- LGES posts the quarterly revenue of KRW 8.7 trillion and operating profit of KRW 633 billion in the first quarter of 2023
- LGES batteries, manufactured and sold this year, fulfill the IRA requirement for battery components and critical minerals, meeting customers’ needs for EV tax credit eligibility
- The company presents its business strategy for the North American market, aimed at solidifying steadfast market leadership
SEOUL, April 26, 2023 – LG Energy Solution (LGES; KRX: 373220) today announced its first quarter earnings, delivering the fifth consecutive quarterly revenue growth, as well as improved operating profits.
LGES posted consolidated revenue of KRW 8.747 trillion, a 2.5 percent increase quarter-on-quarter and 101.4 percent increase year-on-year. It is also the highest quarterly record ever.
“We actively responded to strong EV demands in North America. Our EV battery shipment has increased due to the stable operation of the GM JV (Ultium Cells) plant in Ohio, and average selling price (ASP) has also improved,” explained Chang Sil Lee, CFO of LG Energy Solution. “Thanks to our timely and strategic business decisions, we’ve marked the fifth consecutive quarter of top-line growth since the initial public offering (IPO).”
The company’s first quarter operating profit reached KRW 633 billion with a margin of 7.2 percent, marking a 166.7 percent increase quarter-on-quarter and 144.6 percent increase year-on-year. “We achieved a solid operating profit through our continuous efforts for cost innovation, by enhancing efficiency of material cost and other expenses, and improving yields. The economies of scale effect from shipment growth has also played a role,” Lee said.
Given the Advanced Manufacturing Production Credit (Section 45X) under the IRA took effect on January 1, 2023, LGES decided to reflect the estimated tax credit amount in its operating profit starting from the first quarter. Accordingly, the Q1 operating profit (KRW 633 billion) included the estimated tax credit amount of KRW 100.3 billion. Excluding the estimated tax credit, the operating profit would be KRW 533 billion, recording a 105.8 percent increase year-on-year.
■ Solid Market Leadership in North America
Since building its first U.S. EV battery plant in 2012, LGES has preemptively established manufacturing capacity and supply chain in North America, meeting the needs of its OEM customers seeking the EV tax credit eligibility under the Inflation Reduction Act.
The company’s batteries, manufactured and sold this year, fulfill the IRA requirement for both battery components (50 percent) and critical minerals (40 percent). Therefore, EVs equipped with LGES batteries are expected to be eligible for the full USD 7,500 EV tax credits this year.
In order to solidify its market leadership in North America, LGES aims to expedite localizing manufacturing and assembly of battery components, including electrodes, cells, and modules, and cooperate with existing partners for localization of separator and electrolyte production.
Regarding critical minerals, the company will continue to expand direct sourcing from non- FEOCs (Foreign Entities of Concern) and secure upstream materials through equity investment and long-term supply agreements.

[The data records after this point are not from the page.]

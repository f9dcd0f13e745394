pub mod types;

use async_graphql::*;
use types::{GqlTag, GqlTagKind};

#[derive(Default)]
pub struct TagQuery;

#[Object]
impl TagQuery {
    /// List tags, optionally filtered by kind (e.g., "listing_type", "category").
    async fn tags(&self, ctx: &Context<'_>, kind: Option<String>) -> Result<Vec<GqlTag>> {
        let pool = ctx.data_unchecked::<sqlx::PgPool>();
        let tags = if let Some(kind) = kind {
            rootsignal_domains::entities::Tag::find_by_kind(&kind, pool)
                .await
                .unwrap_or_default()
        } else {
            sqlx::query_as::<_, rootsignal_domains::entities::Tag>(
                "SELECT * FROM tags ORDER BY kind, value",
            )
            .fetch_all(pool)
            .await
            .unwrap_or_default()
        };
        Ok(tags.into_iter().map(GqlTag::from).collect())
    }

    /// List all tag kind configurations (taxonomy metadata).
    async fn tag_kinds(&self, ctx: &Context<'_>) -> Result<Vec<GqlTagKind>> {
        let pool = ctx.data_unchecked::<sqlx::PgPool>();
        let kinds = rootsignal_domains::entities::TagKindConfig::find_all(pool)
            .await
            .unwrap_or_default();
        Ok(kinds.into_iter().map(GqlTagKind::from).collect())
    }
}
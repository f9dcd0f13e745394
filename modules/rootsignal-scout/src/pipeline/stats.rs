/// Stats from a scout run.
#[derive(Debug, Default)]
pub struct ScoutStats {
    pub urls_scraped: u32,
    pub urls_unchanged: u32,
    pub urls_failed: u32,
    pub signals_extracted: u32,
    pub signals_deduplicated: u32,
    pub signals_stored: u32,
    pub by_type: [u32; 5], // Gathering, Aid, Need, Notice, Tension
    pub fresh_7d: u32,
    pub fresh_30d: u32,
    pub fresh_90d: u32,
    pub social_media_posts: u32,
    pub geo_filtered: u32,
    pub discovery_posts_found: u32,
    pub discovery_accounts_found: u32,
    pub expansion_queries_collected: u32,
    pub expansion_sources_created: u32,
    pub expansion_deferred_expanded: u32,
    pub expansion_social_topics_queued: u32,
}

impl std::fmt::Display for ScoutStats {
    fn fmt(&self, f: &mut std::fmt::Formatter<'_>) -> std::fmt::Result {
        writeln!(f, "\n=== Scout Run Complete ===")?;
        writeln!(f, "URLs scraped:       {}", self.urls_scraped)?;
        writeln!(f, "URLs unchanged:     {}", self.urls_unchanged)?;
        writeln!(f, "URLs failed:        {}", self.urls_failed)?;
        writeln!(f, "Social media posts: {}", self.social_media_posts)?;
        writeln!(f, "Geo filtered:       {}", self.geo_filtered)?;
        writeln!(f, "Discovery posts:    {}", self.discovery_posts_found)?;
        writeln!(f, "Accounts discovered:{}", self.discovery_accounts_found)?;
        writeln!(f, "Signals extracted:  {}", self.signals_extracted)?;
        writeln!(f, "Signals deduped:    {}", self.signals_deduplicated)?;
        writeln!(f, "Signals stored:     {}", self.signals_stored)?;
        writeln!(f, "\nBy type:")?;
        writeln!(f, "  Gathering: {}", self.by_type[0])?;
        writeln!(f, "  Aid:       {}", self.by_type[1])?;
        writeln!(f, "  Need:    {}", self.by_type[2])?;
        writeln!(f, "  Notice:  {}", self.by_type[3])?;
        writeln!(f, "  Tension: {}", self.by_type[4])?;
        let total = self.signals_stored.max(1);
        writeln!(f, "\nFreshness:")?;
        writeln!(
            f,
            "  < 7 days:   {} ({:.0}%)",
            self.fresh_7d,
            self.fresh_7d as f64 / total as f64 * 100.0
        )?;
        writeln!(
            f,
            "  7-30 days:  {} ({:.0}%)",
            self.fresh_30d,
            self.fresh_30d as f64 / total as f64 * 100.0
        )?;
        writeln!(
            f,
            "  30-90 days: {} ({:.0}%)",
            self.fresh_90d,
            self.fresh_90d as f64 / total as f64 * 100.0
        )?;
        if self.expansion_queries_collected > 0 {
            writeln!(f, "\nSignal expansion:")?;
            writeln!(
                f,
                "  Queries collected: {}",
                self.expansion_queries_collected
            )?;
            writeln!(f, "  Sources created:   {}", self.expansion_sources_created)?;
            writeln!(
                f,
                "  Deferred expanded: {}",
                self.expansion_deferred_expanded
            )?;
            if self.expansion_social_topics_queued > 0 {
                writeln!(
                    f,
                    "  Social topics:     {}",
                    self.expansion_social_topics_queued
                )?;
            }
        }
        Ok(())
    }
}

■ Future Business Strategies for North America
As the EV and ESS market growth in North America will further accelerate and major customers’ needs for local battery manufacturing will continue to increase, LGES will respond to the market demand by 1) strengthening its capabilities to respond to the rising demands for cylindrical batteries in the U.S., mainly by enhancing customer accessibility and negotiating power on the back of its U.S. production base; 2) boosting competitiveness in the local battery market by securing new growth engines, such as lithium iron phosphate (LFP) batteries for energy storage systems (ESS); and 3) continuing on with efforts to improve productivity by pulling in yield stabilization in new plants and applying smart factory technology.
“With a vision that batteries will change the world, we pioneered the industry for 30 years and built America’s first EV battery plant,” said Youngsoo Kwon, CEO of LG Energy Solution. “Now with the U.S and the world embracing EVs as the key way to the future, we have a lot of momentum to bring about real-life, large-scale transitions toward electrification. At the same time, we will maximize our core strengths of product competitiveness and operational expertise, providing the world-best quality products at all times.”
The company currently has the largest number of battery manufacturing facilities being constructed or operating in the U.S. This year, it expects 15~20GWh would be eligible for the Advanced Manufacturing Production Credit, a tax credit granted directly to battery manufacturers. Eventually, it plans to secure a total of 250GWh of annual production capacity in the U.S. from two stand-alone and four joint venture plants.
 The Advanced Manufacturing Production Credit under the IRA grants domestic battery manufacturers a tax credit of $35/kWh for battery cell and additional $10/kWh for battery module manufactured and sold in the US from 2023.